The discord seems to have started in the early 2000s when Elton accused Madonna of lip-syncing and dissed her theme song for the 2002 Bond film, Die Another Day, suggesting that the studio could have hired Lulu or Shirley Bassey instead ('or maybe I'm in that league'). It was downhill all the way from there, with harsh criticisms from Sir Elton's side met with haughty rejoinders by Madonna's people, who announced that she didn't 'spend her time trashing other artists'.
Their reconciliation may have looked a touch performative, but it did at least contain a spark of the genuine respect felt by one considerable talent for another. The recent 'rapprochement' of Meghan Markle (sorry, Sussex) and Gwyneth Paltrow, perhaps not so much.
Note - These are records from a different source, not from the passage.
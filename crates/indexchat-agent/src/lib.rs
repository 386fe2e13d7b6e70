//! # IndexChat Agent
//! The answer loop. It lets the model search the indexed sources through tools
//! and returns its answer together with every cited chunk.
//!
//! ## Features
//! - **Multi-round tool calling**: up to `agent.max_tool_rounds` rounds of
//!   model → tools → model, then one last call with no tools offered
//! - **Tool failures stay in the conversation**: bad arguments, unknown tools
//!   and retrieval errors become tool messages the model can react to
//! - **Deduplicated citations**: every chunk a tool returned, once, in the
//!   order it was first seen
//!
//! The agent keeps no per-request state; one instance serves concurrent
//! requests.

pub mod sources;

use indexchat_core::config::IndexChatConfig;
use indexchat_core::error::Result;
use indexchat_core::traits::provider::GenerateParams;
use indexchat_core::traits::{Provider, Tool};
use indexchat_core::types::{Answer, Message, ToolCall, ToolDefinition};
use indexchat_knowledge::FanOutRetriever;
use std::sync::Arc;

pub use sources::SourceSet;

/// Returned when the model never produced text, even with tools withdrawn.
pub const FALLBACK_ANSWER: &str =
    "I searched the indexed sources but could not put together a final answer. Please try rephrasing the question.";

/// Where one request currently is.
enum LoopState {
    AwaitingModel,
    ExecutingTools(Vec<ToolCall>),
    Done(String),
}

/// Answers questions over the indexed sources.
pub struct Agent {
    provider: Arc<dyn Provider>,
    tools: Vec<Box<dyn Tool>>,
    tool_defs: Vec<ToolDefinition>,
    params: GenerateParams,
    system_prompt: String,
    max_tool_rounds: usize,
    max_tool_output_chars: usize,
}

impl Agent {
    pub fn new(config: &IndexChatConfig, provider: Arc<dyn Provider>, tools: Vec<Box<dyn Tool>>) -> Self {
        let tool_defs = indexchat_tools::registry::list_definitions(&tools);
        Self {
            provider,
            tools,
            tool_defs,
            params: GenerateParams {
                model: config.llm.model.clone(),
                temperature: config.llm.temperature,
                max_tokens: config.llm.max_tokens,
            },
            system_prompt: config.agent.system_prompt.clone(),
            max_tool_rounds: config.agent.max_tool_rounds,
            max_tool_output_chars: config.agent.max_tool_output_chars,
        }
    }

    /// Agent with the configured chat provider and the default tool set.
    pub fn from_config(config: &IndexChatConfig, retriever: Arc<FanOutRetriever>) -> Result<Self> {
        let provider: Arc<dyn Provider> = Arc::from(indexchat_providers::create_provider(config)?);
        let tools = indexchat_tools::default_tools(retriever, &config.index);
        Ok(Self::new(config, provider, tools))
    }

    pub fn provider_name(&self) -> &str {
        self.provider.name()
    }

    pub fn model_name(&self) -> &str {
        &self.params.model
    }

    pub fn tool_count(&self) -> usize {
        self.tools.len()
    }

    /// Answer one question.
    ///
    /// Generative-model errors propagate; tool errors do not.
    pub async fn answer(&self, query: &str) -> Result<Answer> {
        let mut conversation = vec![Message::system(&self.system_prompt), Message::user(query)];
        let mut sources = SourceSet::new();
        let mut rounds = 0usize;
        let mut state = LoopState::AwaitingModel;

        loop {
            state = match state {
                LoopState::AwaitingModel => {
                    let offer_tools = rounds < self.max_tool_rounds;
                    let tools: &[ToolDefinition] = if offer_tools { &self.tool_defs } else { &[] };
                    let response = self.provider.chat(&conversation, tools, &self.params).await?;
                    if let Some(usage) = response.usage {
                        tracing::debug!("Model usage: {} tokens", usage.total_tokens);
                    }

                    if offer_tools && !response.tool_calls.is_empty() {
                        conversation.push(Message::assistant_tool_calls(
                            response.content.unwrap_or_default(),
                            response.tool_calls.clone(),
                        ));
                        LoopState::ExecutingTools(response.tool_calls)
                    } else {
                        if !response.tool_calls.is_empty() {
                            tracing::warn!("Ignoring tool calls after the last tool round");
                        }
                        let text = response
                            .content
                            .map(|c| c.trim().to_string())
                            .filter(|c| !c.is_empty());
                        LoopState::Done(text.unwrap_or_else(|| FALLBACK_ANSWER.to_string()))
                    }
                }

                LoopState::ExecutingTools(calls) => {
                    rounds += 1;
                    tracing::info!(
                        "Tool round {}/{}: {} tool call(s)",
                        rounds,
                        self.max_tool_rounds,
                        calls.len()
                    );
                    for tc in &calls {
                        let output = self.run_tool(tc, &mut sources).await;
                        conversation.push(Message::tool(output, &tc.id));
                    }
                    LoopState::AwaitingModel
                }

                LoopState::Done(answer) => {
                    tracing::info!("Answered after {rounds} tool round(s) with {} source(s)", sources.len());
                    return Ok(Answer {
                        answer,
                        sources: sources.into_vec(),
                    });
                }
            };
        }
    }

    /// Execute one call and render its outcome as tool-message content.
    async fn run_tool(&self, tc: &ToolCall, sources: &mut SourceSet) -> String {
        tracing::info!(
            "  → {} ({})",
            tc.function.name,
            truncate_chars(&tc.function.arguments, 100)
        );

        let Some(tool) = indexchat_tools::registry::find_tool(&self.tools, &tc.function.name) else {
            tracing::warn!("Model called unknown tool '{}'", tc.function.name);
            return format!("Tool not found: {}", tc.function.name);
        };

        match tool.execute(&tc.function.arguments).await {
            Ok(result) => {
                sources.extend(result.sources);
                let total = result.output.chars().count();
                if total > self.max_tool_output_chars {
                    format!(
                        "{}...\n[truncated, {total} total chars]",
                        truncate_chars(&result.output, self.max_tool_output_chars)
                    )
                } else {
                    result.output
                }
            }
            Err(e) => {
                tracing::warn!("Tool {} failed: {e}", tc.function.name);
                format!("Tool error: {e}")
            }
        }
    }
}

/// The first `max` chars of `s`, never splitting a code point.
pub fn truncate_chars(s: &str, max: usize) -> &str {
    match s.char_indices().nth(max) {
        Some((idx, _)) => &s[..idx],
        None => s,
    }
}
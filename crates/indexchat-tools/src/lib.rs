//! # IndexChat Tools
//!
//! Tools the generative model may call during an answer.

pub mod registry;
pub mod search_sources;

use indexchat_core::config::IndexConfig;
use indexchat_core::traits::Tool;
use indexchat_knowledge::FanOutRetriever;
use std::sync::Arc;

pub use search_sources::SearchSourcesTool;

/// The tool set offered to the model.
pub fn default_tools(retriever: Arc<FanOutRetriever>, index: &IndexConfig) -> Vec<Box<dyn Tool>> {
    vec![Box::new(SearchSourcesTool::new(
        retriever,
        index.default_top_k,
        index.max_top_k,
    ))]
}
The origins of the alleged falling-out between the grandes dames of Montecito seem obscure. Perhaps Gwyneth's remark to Vanity Fair magazine, that she didn't 'know [Meghan] at all. Maybe I'll try to get through their security detail and bring them a pie' didn't go down well. All good now, though: Gwyneth's recent Instagram video scotching the rumours featured a vignette of Meghan eating pie in a manner possibly intended to suggest irony.
What exactly constitutes a feud? The OED defines it as 'a state of bitter and lasting mutual hostility'. Mere schoolyard invective – as in Elon Musk's recent description of President Trump's trade adviser, Peter Navarro, as 'dumber than a sack of bricks' – doesn't constitute a feud (although it might start one).
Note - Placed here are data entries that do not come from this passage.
//! Read-only access to the chunk store written by the ingestion pipeline.
//!
//! Layout:
//! - `documents`: one row per chunk, embedding stored as a codec blob
//! - `vss_text` / `vss_image` / `vss_audio`: optional sqlite-vss tables whose
//!   `rowid` is `documents.id`

use indexchat_core::config::IndexConfig;
use indexchat_core::error::{IndexChatError, Result};
use indexchat_core::types::{Chunk, Modality, SearchResult};
use rusqlite::{Connection, LoadExtensionGuard, OpenFlags, OptionalExtension, params};
use std::path::{Path, PathBuf};
use std::time::Duration;

use crate::codec;
use crate::similarity::l2_squared_to_similarity;

/// Schema the ingestion pipeline writes. The core never executes it outside
/// of tests; it documents the contract.
pub const SCHEMA_SQL: &str = "
CREATE TABLE IF NOT EXISTS documents (
    id INTEGER PRIMARY KEY AUTOINCREMENT,
    file_name TEXT NOT NULL,
    content_type TEXT NOT NULL,
    chunk_text TEXT NOT NULL,
    embedding BLOB NOT NULL,
    embedding_dimensions INTEGER NOT NULL,
    metadata TEXT
);
";

/// Name of the sqlite-vss table for a modality.
pub fn vss_table(modality: Modality) -> &'static str {
    match modality {
        Modality::Text => "vss_text",
        Modality::Image => "vss_image",
        Modality::Audio => "vss_audio",
    }
}

fn index_err(e: rusqlite::Error) -> IndexChatError {
    IndexChatError::Index(e.to_string())
}

/// Handle to the on-disk store. Cheap to clone; holds no open connection.
#[derive(Debug, Clone)]
pub struct ChunkStore {
    path: PathBuf,
    vss_extensions: Vec<PathBuf>,
}

impl ChunkStore {
    pub fn new(path: impl Into<PathBuf>) -> Self {
        Self {
            path: path.into(),
            vss_extensions: vec![],
        }
    }

    /// Shared libraries to load on every connection, in order.
    pub fn with_vss_extensions(mut self, extensions: Vec<PathBuf>) -> Self {
        self.vss_extensions = extensions;
        self
    }

    pub fn from_config(config: &IndexConfig) -> Self {
        Self::new(config.db_path()).with_vss_extensions(config.vss_extension_paths())
    }

    pub fn path(&self) -> &Path {
        &self.path
    }

    pub fn exists(&self) -> bool {
        self.path.is_file()
    }

    /// Chunk counts per modality; empty when nothing has been indexed yet.
    pub fn stats(&self) -> Result<Vec<(Modality, usize)>> {
        match self.open_read_only()? {
            Some(conn) => conn.stats(),
            None => Ok(Vec::new()),
        }
    }

    /// Open a read-only connection, or `None` if nothing has been indexed yet.
    ///
    /// The connection closes when the returned value is dropped.
    pub fn open_read_only(&self) -> Result<Option<StoreConnection>> {
        if !self.exists() {
            tracing::debug!("Chunk store {} does not exist yet", self.path.display());
            return Ok(None);
        }

        let conn = Connection::open_with_flags(
            &self.path,
            OpenFlags::SQLITE_OPEN_READ_ONLY | OpenFlags::SQLITE_OPEN_NO_MUTEX,
        )
        .map_err(index_err)?;
        // The ingestion process may be writing concurrently.
        conn.busy_timeout(Duration::from_secs(5)).map_err(index_err)?;

        let vss_loaded = load_extensions(&conn, &self.vss_extensions);
        Ok(Some(StoreConnection { conn, vss_loaded }))
    }
}

/// Load every configured extension. Returns `true` only if all of them loaded.
fn load_extensions(conn: &Connection, extensions: &[PathBuf]) -> bool {
    if extensions.is_empty() {
        return false;
    }

    // SAFETY: the libraries come from the operator's own config, and the guard
    // disables extension loading again when it is dropped.
    let result = unsafe {
        LoadExtensionGuard::new(conn).and_then(|_guard| {
            for ext in extensions {
                conn.load_extension(ext, None)?;
            }
            Ok(())
        })
    };

    match result {
        Ok(()) => true,
        Err(e) => {
            tracing::warn!("sqlite-vss extension not loaded, using exact search: {e}");
            false
        }
    }
}

/// A stored row before its embedding is decoded.
#[derive(Debug, Clone)]
pub struct StoredChunk {
    pub id: i64,
    pub file_name: String,
    pub modality: Modality,
    pub payload_text: String,
    pub embedding: Vec<u8>,
    pub metadata: Option<String>,
}

impl StoredChunk {
    /// Decode the embedding, enforcing the modality's configured dimension.
    pub fn decode(self, dimensions: usize) -> Result<Chunk> {
        let embedding = codec::deserialize_with_dimension(&self.embedding, dimensions)?;
        Ok(Chunk {
            id: self.id,
            file_name: self.file_name,
            modality: self.modality,
            payload_text: self.payload_text,
            embedding,
            metadata: self.metadata,
        })
    }
}

/// A scoped read-only connection to the store.
pub struct StoreConnection {
    conn: Connection,
    vss_loaded: bool,
}

impl StoreConnection {
    pub fn vss_loaded(&self) -> bool {
        self.vss_loaded
    }

    pub fn has_table(&self, name: &str) -> Result<bool> {
        self.conn
            .query_row(
                "SELECT 1 FROM sqlite_master WHERE name = ?1 AND type IN ('table', 'view')",
                params![name],
                |_| Ok(()),
            )
            .optional()
            .map(|found| found.is_some())
            .map_err(index_err)
    }

    /// Every chunk of one modality, in ascending id order.
    pub fn chunks(&self, modality: Modality) -> Result<Vec<StoredChunk>> {
        let mut stmt = self
            .conn
            .prepare(
                "SELECT id, file_name, chunk_text, embedding, metadata
                 FROM documents
                 WHERE content_type = ?1
                 ORDER BY id ASC",
            )
            .map_err(index_err)?;

        let rows = stmt
            .query_map(params![modality.as_str()], |row| {
                Ok(StoredChunk {
                    id: row.get(0)?,
                    file_name: row.get(1)?,
                    modality,
                    payload_text: row.get(2)?,
                    embedding: row.get(3)?,
                    metadata: row.get(4)?,
                })
            })
            .map_err(index_err)?;

        rows.collect::<std::result::Result<Vec<_>, _>>()
            .map_err(index_err)
    }

    /// Nearest neighbours from the modality's sqlite-vss table.
    ///
    /// Scores are converted from squared L2 distance to "higher is better".
    pub fn vss_search(
        &self,
        modality: Modality,
        query: &[f32],
        top_k: usize,
    ) -> Result<Vec<SearchResult>> {
        let sql = format!(
            "SELECT d.id, d.file_name, d.chunk_text, d.metadata, v.distance
             FROM (SELECT rowid, distance FROM {table}
                   WHERE vss_search(embedding, ?1)
                   LIMIT ?2) v
             JOIN documents d ON d.id = v.rowid
             WHERE d.content_type = ?3",
            table = vss_table(modality)
        );
        let mut stmt = self.conn.prepare(&sql).map_err(index_err)?;

        let blob = codec::serialize_embedding(query);
        let limit = i64::try_from(top_k).unwrap_or(i64::MAX);
        let rows = stmt
            .query_map(params![blob, limit, modality.as_str()], |row| {
                let distance: f64 = row.get(4)?;
                Ok(SearchResult {
                    chunk_id: row.get(0)?,
                    file_name: row.get(1)?,
                    modality,
                    payload_text: row.get(2)?,
                    metadata: row.get(3)?,
                    rank_score: l2_squared_to_similarity(distance as f32),
                })
            })
            .map_err(index_err)?;

        rows.collect::<std::result::Result<Vec<_>, _>>()
            .map_err(index_err)
    }

    /// Chunk counts per modality.
    pub fn stats(&self) -> Result<Vec<(Modality, usize)>> {
        let mut stmt = self
            .conn
            .prepare("SELECT content_type, COUNT(*) FROM documents GROUP BY content_type")
            .map_err(index_err)?;
        let rows = stmt
            .query_map([], |row| Ok((row.get::<_, String>(0)?, row.get::<_, i64>(1)?)))
            .map_err(index_err)?;

        let mut counts = Vec::new();
        for row in rows {
            let (content_type, count) = row.map_err(index_err)?;
            if let Some(m) = Modality::parse(&content_type) {
                counts.push((m, count.max(0) as usize));
            }
        }
        counts.sort_by_key(|(m, _)| Modality::ALL.iter().position(|x| x == m));
        Ok(counts)
    }
}

#[cfg(test)]
pub(crate) mod fixtures {
    //! Writes stores the way the ingestion pipeline does.

    use super::*;

    pub struct Fixture {
        pub dir: tempfile::TempDir,
        pub store: ChunkStore,
    }

    impl Fixture {
        pub fn new() -> Self {
            let dir = tempfile::tempdir().unwrap();
            let path = dir.path().join("database.sqlite");
            let conn = Connection::open(&path).unwrap();
            conn.execute_batch(SCHEMA_SQL).unwrap();
            Self {
                store: ChunkStore::new(path),
                dir,
            }
        }

        pub fn insert(&self, id: i64, file_name: &str, modality: Modality, text: &str, embedding: &[f32]) {
            self.insert_raw(id, file_name, modality, text, &codec::serialize_embedding(embedding), None);
        }

        pub fn insert_raw(
            &self,
            id: i64,
            file_name: &str,
            modality: Modality,
            text: &str,
            blob: &[u8],
            metadata: Option<&str>,
        ) {
            let conn = Connection::open(self.store.path()).unwrap();
            conn.execute(
                "INSERT INTO documents (id, file_name, content_type, chunk_text, embedding, embedding_dimensions, metadata)
                 VALUES (?1, ?2, ?3, ?4, ?5, ?6, ?7)",
                params![id, file_name, modality.as_str(), text, blob, (blob.len() / 4) as i64, metadata],
            )
            .unwrap();
        }
    }
}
'Everyone knows how futile a feud is,' wrote the poet and novelist Michael Crummey. 'How ridiculous and useless and nearly impossible to resist. A feud is as primal and irrational as falling in love, which is why there's no talking to people involved in one.' It is a thought that must occasionally have occurred to the mother of the fractious Gallagher brothers.
But all passion has a tendency to cool over time, and participants in even the most bellicose feuds often find themselves, like hostile versions of the deluded lovers in A Midsummer Night's Dream, waking from their enchantment of loathing and settling their once irreconcilable differences with an awkward exchange of courtesies.
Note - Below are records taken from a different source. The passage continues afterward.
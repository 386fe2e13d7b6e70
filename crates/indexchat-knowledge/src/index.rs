//! Per-modality top-K search: sqlite-vss first, exact cosine as fallback.

use indexchat_core::error::{IndexChatError, Result};
use indexchat_core::types::{Modality, SearchResult};

use crate::codec;
use crate::similarity::cosine_similarity;
use crate::store::{ChunkStore, StoreConnection, vss_table};

/// One lookup against one modality.
#[derive(Debug, Clone)]
pub struct SearchRequest<'a> {
    pub modality: Modality,
    pub dimensions: usize,
    pub query: &'a [f32],
    pub top_k: usize,
}

/// A stored chunk that could not take part in ranking.
#[derive(Debug)]
pub struct ChunkFault {
    pub chunk_id: i64,
    pub error: IndexChatError,
}

#[derive(Debug, Default)]
pub struct SearchOutcome {
    pub results: Vec<SearchResult>,
    /// Chunks skipped because their embedding was unusable.
    pub faults: Vec<ChunkFault>,
    /// Which strategy produced `results`.
    pub strategy: &'static str,
}

pub enum StrategyOutcome {
    /// The strategy cannot run against this connection at all.
    Unavailable(String),
    Ranked(SearchOutcome),
}

/// A way of producing ranked hits from an open store.
pub trait SearchStrategy: Send + Sync {
    fn name(&self) -> &'static str;

    fn search(&self, conn: &StoreConnection, req: &SearchRequest<'_>) -> Result<StrategyOutcome>;
}

/// Sort by score descending, ties by ascending chunk id, then cut to `top_k`.
pub fn rank(results: &mut Vec<SearchResult>, top_k: usize) {
    results.sort_by(|a, b| {
        b.rank_score
            .total_cmp(&a.rank_score)
            .then_with(|| a.chunk_id.cmp(&b.chunk_id))
    });
    results.truncate(top_k);
}

/// Nearest-neighbour lookup through the modality's `vss_*` table.
#[derive(Debug, Default, Clone, Copy)]
pub struct IndexedSearch;

impl SearchStrategy for IndexedSearch {
    fn name(&self) -> &'static str {
        "sqlite-vss"
    }

    fn search(&self, conn: &StoreConnection, req: &SearchRequest<'_>) -> Result<StrategyOutcome> {
        if !conn.vss_loaded() {
            return Ok(StrategyOutcome::Unavailable("vss extension not loaded".into()));
        }
        let table = vss_table(req.modality);
        if !conn.has_table(table)? {
            return Ok(StrategyOutcome::Unavailable(format!("{table} does not exist")));
        }

        let mut results = conn.vss_search(req.modality, req.query, req.top_k)?;
        results.retain(|r| r.rank_score.is_finite());
        rank(&mut results, req.top_k);
        Ok(StrategyOutcome::Ranked(SearchOutcome {
            results,
            faults: vec![],
            strategy: self.name(),
        }))
    }
}

/// Cosine similarity against every stored vector of the modality.
#[derive(Debug, Default, Clone, Copy)]
pub struct ExactSearch;

impl SearchStrategy for ExactSearch {
    fn name(&self) -> &'static str {
        "exact"
    }

    fn search(&self, conn: &StoreConnection, req: &SearchRequest<'_>) -> Result<StrategyOutcome> {
        let candidates = conn.chunks(req.modality)?;
        let total = candidates.len();

        let mut results = Vec::with_capacity(total);
        let mut faults = Vec::new();
        for stored in candidates {
            let chunk_id = stored.id;
            let scored = stored
                .decode(req.dimensions)
                .and_then(|chunk| cosine_similarity(req.query, &chunk.embedding).map(|s| (chunk, s)));
            match scored {
                Ok((chunk, score)) => results.push(SearchResult {
                    chunk_id: chunk.id,
                    file_name: chunk.file_name,
                    modality: chunk.modality,
                    payload_text: chunk.payload_text,
                    metadata: chunk.metadata,
                    rank_score: score,
                }),
                Err(e) if e.is_chunk_fault() => {
                    tracing::warn!("Skipping {} chunk {chunk_id}: {e}", req.modality);
                    faults.push(ChunkFault { chunk_id, error: e });
                }
                Err(e) => return Err(e),
            }
        }

        // Nothing usable at all: surface the first fault instead of "no hits".
        if total > 0 && results.is_empty() && !faults.is_empty() {
            return Err(faults.swap_remove(0).error);
        }

        rank(&mut results, req.top_k);
        Ok(StrategyOutcome::Ranked(SearchOutcome {
            results,
            faults,
            strategy: self.name(),
        }))
    }
}

/// Search over one modality's embedding space.
pub struct ModalityIndex {
    modality: Modality,
    dimensions: usize,
    store: ChunkStore,
    indexed: Box<dyn SearchStrategy>,
    exact: Box<dyn SearchStrategy>,
}

impl ModalityIndex {
    pub fn new(modality: Modality, dimensions: usize, store: ChunkStore) -> Self {
        Self {
            modality,
            dimensions,
            store,
            indexed: Box::new(IndexedSearch),
            exact: Box::new(ExactSearch),
        }
    }

    /// Replace the indexed strategy.
    pub fn with_indexed(mut self, strategy: Box<dyn SearchStrategy>) -> Self {
        self.indexed = strategy;
        self
    }

    pub fn modality(&self) -> Modality {
        self.modality
    }

    pub fn dimensions(&self) -> usize {
        self.dimensions
    }

    /// Top-K hits for `query`, best first.
    pub fn search(&self, query: &[f32], top_k: usize) -> Result<Vec<SearchResult>> {
        self.search_detailed(query, top_k).map(|o| o.results)
    }

    /// Like [`search`](Self::search), also reporting skipped chunks and the
    /// strategy used.
    pub fn search_detailed(&self, query: &[f32], top_k: usize) -> Result<SearchOutcome> {
        if query.len() != self.dimensions {
            return Err(IndexChatError::dimension_mismatch(self.dimensions, query.len()));
        }
        codec::ensure_finite(query)?;
        if top_k == 0 {
            return Ok(SearchOutcome::default());
        }

        let Some(conn) = self.store.open_read_only()? else {
            return Ok(SearchOutcome::default());
        };

        let req = SearchRequest {
            modality: self.modality,
            dimensions: self.dimensions,
            query,
            top_k,
        };

        match self.indexed.search(&conn, &req) {
            Ok(StrategyOutcome::Ranked(outcome)) if !outcome.results.is_empty() => {
                tracing::debug!(
                    "{} search via {}: {} hits",
                    self.modality,
                    outcome.strategy,
                    outcome.results.len()
                );
                return Ok(outcome);
            }
            Ok(StrategyOutcome::Ranked(_)) => {
                tracing::debug!("{} indexed search returned nothing, using exact", self.modality);
            }
            Ok(StrategyOutcome::Unavailable(reason)) => {
                tracing::debug!("{} indexed search unavailable ({reason}), using exact", self.modality);
            }
            Err(e) => {
                tracing::warn!("{} indexed search failed, using exact: {e}", self.modality);
            }
        }

        match self.exact.search(&conn, &req)? {
            StrategyOutcome::Ranked(outcome) => Ok(outcome),
            StrategyOutcome::Unavailable(reason) => Err(IndexChatError::Index(reason)),
        }
    }
}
(Admittedly, when Salman Rushdie and John le Carré eventually concluded their feud with just such a relapse into good manners, the Puckish provocateur Christopher Hitchens was disappointed: 'One's job… when seeing the embers begin to cool, is to blow on them as hard as possible.')
But hatred is costly to sustain. Like love, you have to work at it. But unlike love it withers rather
than nourishes the spirit. Better, like Madonna, Sir Elton and the grumpy Gallaghers, to hug awkwardly and consider a harmonious collaboration.
Bad review
The snappily titled Digital Markets Competition and Consumers Act recently passed into law. Fake reviews will be banned, which is certainly a good thing. But the ubiquitous demand that we rate every purchase and experience has increased to the point of absurdity and beyond.
The sinister potential of reviews inspired 'Nosedive', the 2016 episode of Black Mirror in which a young woman's life falls apart as her personal ratings drop. Frank Skinner's Radio 4 comedy series, One Person Found This Helpful, takes a less dystopian approach, but still underlines the surreal aspect of reviewing every banal feature of our lives.
I recently bought some cats' litter tray liners, and I have since been relentlessly pursued with demands to review them. My failure to comment on the cat's sanitary arrangements has provoked a blizzard of reminders and unsolicited emails, to the point at which, in sheer self-defence, I'm tempted to post a review after all: porous.